O gold-rimmed matzo: tremble.
O teeth; stigmata—

then I peel the hard-boiled egg of my own grief.
& what is life but a breaking in

                    someone’s hands?

Somewhere 
                   fireflies limn the shore of 
his limbs celestine. I rend as I remember 
I no longer god-walk this sea. 

                          Nor rest the weary hind legs of 
a kiss by his ear

                           breath unbridled 

from the silt-slippery conch-shell of my body:
                                   listen. Hold me and listen 
to an ocean 
                                                   thrashing—

How to wring myself out of this washcloth of remembrance? 
I have sopped up the last of his gravy.

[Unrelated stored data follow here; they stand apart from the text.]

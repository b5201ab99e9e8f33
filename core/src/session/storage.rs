use std::collections::HashMap;
use std::fs::OpenOptions;
use std::io::ErrorKind;
use std::io::Write;
#[cfg(unix)]
use std::os::unix::fs::OpenOptionsExt;
use std::path::PathBuf;
use std::sync::Mutex;
use std::sync::PoisonError;

/// Key/value store for the persisted session scalars.
///
/// Mirrors the browser local-storage contract: string keys, string values,
/// missing keys read as `None`.
pub trait SessionStorage: Send + Sync + std::fmt::Debug {
    fn read(&self, key: &str) -> std::io::Result<Option<String>>;
    fn write(&self, key: &str, value: &str) -> std::io::Result<()>;
    /// Returns `Ok(true)` if a value was removed.
    fn remove(&self, key: &str) -> std::io::Result<bool>;
}

#[derive(Debug, Default)]
pub struct MemoryStorage {
    values: Mutex<HashMap<String, String>>,
}

impl MemoryStorage {
    pub fn new() -> Self {
        Self::default()
    }
}

impl SessionStorage for MemoryStorage {
    fn read(&self, key: &str) -> std::io::Result<Option<String>> {
        let values = self.values.lock().unwrap_or_else(PoisonError::into_inner);
        Ok(values.get(key).cloned())
    }

    fn write(&self, key: &str, value: &str) -> std::io::Result<()> {
        let mut values = self.values.lock().unwrap_or_else(PoisonError::into_inner);
        values.insert(key.to_string(), value.to_string());
        Ok(())
    }

    fn remove(&self, key: &str) -> std::io::Result<bool> {
        let mut values = self.values.lock().unwrap_or_else(PoisonError::into_inner);
        Ok(values.remove(key).is_some())
    }
}

/// Stores each key as a file inside `dir`.
#[derive(Debug, Clone)]
pub struct FileStorage {
    dir: PathBuf,
}

impl FileStorage {
    pub fn new(dir: impl Into<PathBuf>) -> Self {
        Self { dir: dir.into() }
    }

    fn path_for(&self, key: &str) -> PathBuf {
        self.dir.join(key)
    }
}

impl SessionStorage for FileStorage {
    fn read(&self, key: &str) -> std::io::Result<Option<String>> {
        match std::fs::read_to_string(self.path_for(key)) {
            Ok(value) => Ok(Some(value)),
            Err(err) if err.kind() == ErrorKind::NotFound => Ok(None),
            Err(err) => Err(err),
        }
    }

    fn write(&self, key: &str, value: &str) -> std::io::Result<()> {
        std::fs::create_dir_all(&self.dir)?;
        let mut options = OpenOptions::new();
        options.truncate(true).write(true).create(true);
        #[cfg(unix)]
        {
            options.mode(0o600);
        }
        let mut file = options.open(self.path_for(key))?;
        file.write_all(value.as_bytes())?;
        file.flush()?;
        Ok(())
    }

    fn remove(&self, key: &str) -> std::io::Result<bool> {
        match std::fs::remove_file(self.path_for(key)) {
            Ok(()) => Ok(true),
            Err(err) if err.kind() == ErrorKind::NotFound => Ok(false),
            Err(err) => Err(err),
        }
    }
}

#[cfg(test)]
mod tests {
    use super::*;
    use pretty_assertions::assert_eq;
    use tempfile::tempdir;

    #[test]
    fn file_storage_round_trip() -> std::io::Result<()> {
        let dir = tempdir()?;
        let storage = FileStorage::new(dir.path().join("session"));
        assert_eq!(storage.read("token")?, None);

        storage.write("token", "abc")?;
        assert_eq!(storage.read("token")?.as_deref(), Some("abc"));

        storage.write("token", "xyz")?;
        assert_eq!(storage.read("token")?.as_deref(), Some("xyz"));

        assert!(storage.remove("token")?);
        assert!(!storage.remove("token")?);
        assert_eq!(storage.read("token")?, None);
        Ok(())
    }

    #[cfg(unix)]
    #[test]
    fn file_storage_is_owner_only() -> std::io::Result<()> {
        use std::os::unix::fs::PermissionsExt;

        let dir = tempdir()?;
        let storage = FileStorage::new(dir.path());
        storage.write("token", "secret")?;
        let mode = std::fs::metadata(dir.path().join("token"))?
            .permissions()
            .mode();
        assert_eq!(mode & 0o777, 0o600);
        Ok(())
    }

    #[test]
    fn memory_storage_round_trip() -> std::io::Result<()> {
        let storage = MemoryStorage::new();
        storage.write("user", "{}")?;
        assert_eq!(storage.read("user")?.as_deref(), Some("{}"));
        assert!(storage.remove("user")?);
        assert_eq!(storage.read("user")?, None);
        Ok(())
    }
}
use std::path::Path;

use anyhow::Context;
use anyhow::Result;
use clap::Parser;
use oj_core::config::Config;
use oj_core::config::load_session;
use oj_core::navigation::Location;
use oj_core::navigation::Navigator;
use oj_core::navigation::Notice;
use oj_core::navigation::NoticeSink;

use crate::print_json;

#[derive(Debug, Parser)]
pub struct NavigateCli {
    /// Location being navigated to.
    #[arg(value_name = "TARGET")]
    target: String,

    /// Current location before navigating. Defaults to `/`.
    #[arg(long = "from", value_name = "LOCATION")]
    from: Option<String>,
}

/// Prints notices to stderr as they are raised.
struct StderrNotices;

impl NoticeSink for StderrNotices {
    fn notify(&mut self, notice: Notice) {
        eprintln!("{notice}");
    }
}

pub fn run(cli: NavigateCli, home: &Path) -> Result<()> {
    let config = Config::load(home)?;
    let session = load_session(home).context("failed to load stored session")?;
    let mut navigator = Navigator::new(config.route_table(), config.resolver(), session);
    if let Some(from) = cli.from.as_deref() {
        navigator = navigator.with_current(Location::parse(from));
    }

    let report = navigator.navigate(Location::parse(&cli.target), &mut StderrNotices)?;
    print_json(report)
}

I am

                            stained      by his laugh.
On my skin on his skin.

& what is love but a seeping in

of sorts?

A running under water, 

                    a gentle rub

                                                a squeeze,

a laying out?

Originally appeared in Tigers Zine.

 

Letitia Jiju is an Indian poet who through her work explores the intermingling of mother tongue, religion & generational trauma. Her poems have appeared/are forthcoming in trampset, ANMLY, The Lumiere Review, Moist Poetry Journal, and elsewhere. She reads poetry for Psaltery & Lyre. Find her on Instagram/Twitter @eaturlettuce.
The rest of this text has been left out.